(Input for this task Opens)
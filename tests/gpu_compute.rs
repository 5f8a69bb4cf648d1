//! GPU executor tests.
//!
//! These need a wgpu adapter. On machines without one they log and return
//! early instead of failing.

use glam::Vec4Swizzles;
use ipme::gpu::{ComputeGraph, GpuContext};
use ipme::{
    FeedbackGraph, ForceParams, GpuError, GraphSeed, SeedError, StateTexture, Stepper, Target,
    TextureKind,
};
use rand::rngs::SmallRng;
use rand::SeedableRng;

fn context() -> Option<GpuContext> {
    match pollster::block_on(GpuContext::headless()) {
        Ok(ctx) => Some(ctx),
        Err(err) => {
            eprintln!("skipping GPU test: {err}");
            None
        }
    }
}

fn seed(size: u32) -> GraphSeed {
    let mut rng = SmallRng::seed_from_u64(21);
    GraphSeed {
        position: StateTexture::random_positions(size, &mut rng),
        velocity: StateTexture::random_velocities(size, &mut rng),
        targets: [
            StateTexture::random_positions(size, &mut rng),
            StateTexture::random_positions(size, &mut rng),
        ],
    }
}

fn max_difference(a: &StateTexture, b: &StateTexture) -> f32 {
    a.texels()
        .iter()
        .zip(b.texels())
        .map(|(x, y)| (x.xyz() - y.xyz()).length())
        .fold(0.0, f32::max)
}

#[test]
fn test_gpu_matches_cpu_executor() {
    let Some(ctx) = context() else { return };
    let params = ForceParams::default().with_jitter(0.0);
    let seed = seed(16);

    let mut gpu = ComputeGraph::new(&ctx, &seed, params).unwrap();
    let mut cpu = FeedbackGraph::new(seed, params);

    for _ in 0..20 {
        Stepper::step(&mut gpu);
        cpu.step();
    }

    let positions = gpu.read_positions().unwrap();
    assert!(max_difference(&positions, cpu.current_positions()) < 1e-3);

    let velocities = gpu
        .read_texture(gpu.current_velocity_id(), TextureKind::Velocity)
        .unwrap();
    assert!(max_difference(&velocities, cpu.current_velocities()) < 1e-3);
}

#[test]
fn test_gpu_uploads_targets_untouched() {
    let Some(ctx) = context() else { return };
    let seed = seed(8);
    let mut gpu = ComputeGraph::new(&ctx, &seed, ForceParams::default()).unwrap();
    gpu.step();

    let b = gpu
        .read_texture(gpu.target_texture(Target::B), TextureKind::Position)
        .unwrap();
    assert_eq!(b, seed.targets[1]);
}

#[test]
fn test_gpu_target_switch() {
    let Some(ctx) = context() else { return };
    let mut gpu = ComputeGraph::new(&ctx, &seed(8), ForceParams::default()).unwrap();
    assert_eq!(gpu.bound_target(), gpu.target_texture(Target::A));
    assert_eq!(gpu.trigger(), Target::B);
    assert_eq!(gpu.bound_target(), gpu.target_texture(Target::B));
    gpu.trigger();
    assert_eq!(gpu.bound_target(), gpu.target_texture(Target::A));
}

#[test]
fn test_gpu_position_buffer_alternates() {
    let Some(ctx) = context() else { return };
    let mut gpu = ComputeGraph::new(&ctx, &seed(8), ForceParams::default()).unwrap();
    let first = gpu.current_position_id();
    gpu.step();
    let second = gpu.current_position_id();
    gpu.step();
    assert_ne!(first, second);
    assert_eq!(gpu.current_position_id(), first);
    assert_eq!(gpu.frame(), 2);
}

#[test]
fn test_gpu_rejects_mismatched_seed() {
    let Some(ctx) = context() else { return };
    let mut bad = seed(8);
    bad.velocity = StateTexture::random_velocities(4, &mut SmallRng::seed_from_u64(1));
    match ComputeGraph::new(&ctx, &bad, ForceParams::default()) {
        Err(GpuError::Seed(SeedError::Size { texture, expected, actual })) => {
            assert_eq!(texture, "velocity");
            assert_eq!((expected, actual), (8, 4));
        }
        Err(other) => panic!("unexpected error: {other}"),
        Ok(_) => panic!("mismatched seed was accepted"),
    }
}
(Input for this task Closes)
Exercise aim:
From the records above, pull every line that has the string "SeedError" and copy it.

The answer:
    FeedbackGraph, ForceParams, GpuError, GraphSeed, SeedError, StateTexture, Stepper, Target,
        Err(GpuError::Seed(SeedError::Size { texture, expected, actual })) => {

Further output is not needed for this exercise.